I did take advantage of the "Ask The Experts" reception this year to get some very timely questions on SCCM architecture answered from the people that know best. This is invaluable one-on-one time with industry experts to explain your specific question or situation and get valuable insight. This was definitely a highlight for me... and the free booze didn't hurt either.
Prior to the conference I joined a group called "The Krewe of TechEd". But, not knowing entirely what it was about I didn't make much of an effort to seek out other members and meet up. Based on their photos and postings from the event that seems like my loss and I will definitely make a point of being more involved next time.
Much like my previous TechEd experiences, there were lots of vendors and lots of SWAG. I got some t-shirts both for myself and to pass out to my teammates at the office. As well as some USB drives, stickers, some sort of wind-up robot, etc. etc. etc. Via raffle, I won a Samsung ATIV S Neo phone from Microsoft for sitting in a session on shared social content. I've been thinking of doing some Windows Phone development so this might just come in handy.
The Facility / The Crew
What to say here?... The facility itself, The George R. Brown Convention Center, seemed mostly up to the task of handling such an event (apart from the Keynote). They did a good job of getting everyone through the meal lines without too much of a wait. The deficiencies seemed to be in the planning and the staff. On a positive note, the session rooms were all within relatively close walking distance of each other making it easy to get from one to the next without the "death marches" ala New Orleans. That said, though, numerous times escalators or doors were blocked off or marked "Crew Only" and severely impacted the flow of attendees.
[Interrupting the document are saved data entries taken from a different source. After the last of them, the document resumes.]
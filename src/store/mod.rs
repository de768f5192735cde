//! Row store gateway.
//!
//! The store is an ordered, append-friendly list of string rows per range,
//! with no transactions and no read-after-write guarantee. Row indexes are
//! positional and shift on every delete, so callers must re-list right
//! before deleting and never keep an index across calls.

pub mod csv_store;
pub mod memory;
pub mod sheets;

use crate::error::Result;
use async_trait::async_trait;
use serde::{Deserialize, Serialize};

pub use csv_store::CsvRowStore;
pub use memory::MemoryRowStore;
pub use sheets::SheetsRowStore;

pub type Row = Vec<String>;

/// A bounded range of one sheet, e.g. `poop!A3:F`
#[derive(Debug, Clone, PartialEq, Eq, Hash, Serialize, Deserialize)]
pub struct SheetRange {
    /// A1 notation, including the sheet name
    pub name: String,
    /// Numeric sheet id, needed for row deletes
    pub sheet_id: i64,
    /// Zero-based sheet row of the first row in the range
    pub first_row: usize,
}

impl SheetRange {
    pub fn new(name: impl Into<String>, sheet_id: i64, first_row: usize) -> Self {
        Self {
            name: name.into(),
            sheet_id,
            first_row,
        }
    }

    /// Sheet name part of the A1 range (`poop` for `poop!A3:F`)
    pub fn sheet_name(&self) -> &str {
        self.name.split('!').next().unwrap_or(&self.name)
    }
}

#[async_trait]
pub trait RowStore: Send + Sync {
    /// All rows of the range, in sheet order
    async fn list_rows(&self, range: &SheetRange) -> Result<Vec<Row>>;

    /// Appends one row after the last populated row of the range
    async fn append_row(&self, range: &SheetRange, row: Row) -> Result<()>;

    /// Deletes the row at `row_index`, counted from the start of the range
    async fn delete_row(&self, range: &SheetRange, row_index: usize) -> Result<()>;
}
As for the crew, most of my interactions were not positive. When they weren't indifferent they were rude. I had to walk outside in the rain to go to another door to get onto the convention floor after coming downstairs from a session... for no apparent reason other than the security person there was apparently told to not let people enter those doors... from where they would then be IN THE EXACT SAME AREA as where they would be by going in other doors.
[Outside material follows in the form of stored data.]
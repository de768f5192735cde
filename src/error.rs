use axum::{
    http::StatusCode,
    response::{IntoResponse, Response},
    Json,
};
use serde::Serialize;

pub type Result<T> = std::result::Result<T, ApiError>;

#[derive(Debug, thiserror::Error)]
pub enum ApiError {
    /// Missing or malformed input, rejected before touching the store
    #[error("{0}")]
    Validation(String),

    #[error("{0}")]
    NotFound(String),

    /// The row store failed or answered with something unusable
    #[error("upstream error: {0}")]
    Upstream(String),

    #[error("internal error: {0}")]
    Internal(String),
}

impl ApiError {
    pub fn status(&self) -> StatusCode {
        match self {
            ApiError::Validation(_) => StatusCode::BAD_REQUEST,
            ApiError::NotFound(_) => StatusCode::NOT_FOUND,
            ApiError::Upstream(_) => StatusCode::BAD_GATEWAY,
            ApiError::Internal(_) => StatusCode::INTERNAL_SERVER_ERROR,
        }
    }
}

impl From<reqwest::Error> for ApiError {
    fn from(e: reqwest::Error) -> Self {
        ApiError::Upstream(e.to_string())
    }
}

impl From<csv::Error> for ApiError {
    fn from(e: csv::Error) -> Self {
        ApiError::Upstream(e.to_string())
    }
}

impl From<std::io::Error> for ApiError {
    fn from(e: std::io::Error) -> Self {
        ApiError::Upstream(e.to_string())
    }
}

impl From<serde_json::Error> for ApiError {
    fn from(e: serde_json::Error) -> Self {
        ApiError::Upstream(format!("malformed response: {}", e))
    }
}

/// Error body
#[derive(Debug, Serialize)]
struct ErrorResponse {
    success: bool,
    message: String,
}

impl IntoResponse for ApiError {
    fn into_response(self) -> Response {
        let status = self.status();
        if status.is_server_error() {
            tracing::error!("{}", self);
        } else {
            tracing::warn!("{}", self);
        }
        let body = ErrorResponse {
            success: false,
            message: self.to_string(),
        };
        (status, Json(body)).into_response()
    }
}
I nearly got run over by a food service worker during the opening reception. He was pushing a cart with coolers on it and shouting "coming through" and just barreling ahead. As someone who paid (albeit out of my company's education budget) to be here, this seemed inappropriate and rude. At the Closing Party a staff member put his hand on me to block my way as I was walking by. Apparently he was trying to help someone get a photograph. OK, I don't mind people taking photos and if I had seen the person, I would have politely slowed or stopped to let them take their photo. But, and let me say this clearly, DO NOT PUT YOUR HANDS ON ME! Got that? I reflexively batted his arm away, made eye contact and glared. He said nothing and the photo taker must have waited another 2 seconds or so to get that prized shot of a cowboy juggler on stilts.
I'm not going to judge an entire city based on a single event where I shuttled between an outlying hotel and a downtown convention center. I heard stories of downtown being a ghost town, but honestly didn't get out to explore for myself. I did not, however, encounter anything that made me feel like I needed to get back on my own time to look around. Unless there's another convention, I doubt I'll find my way to Houston again anytime soon.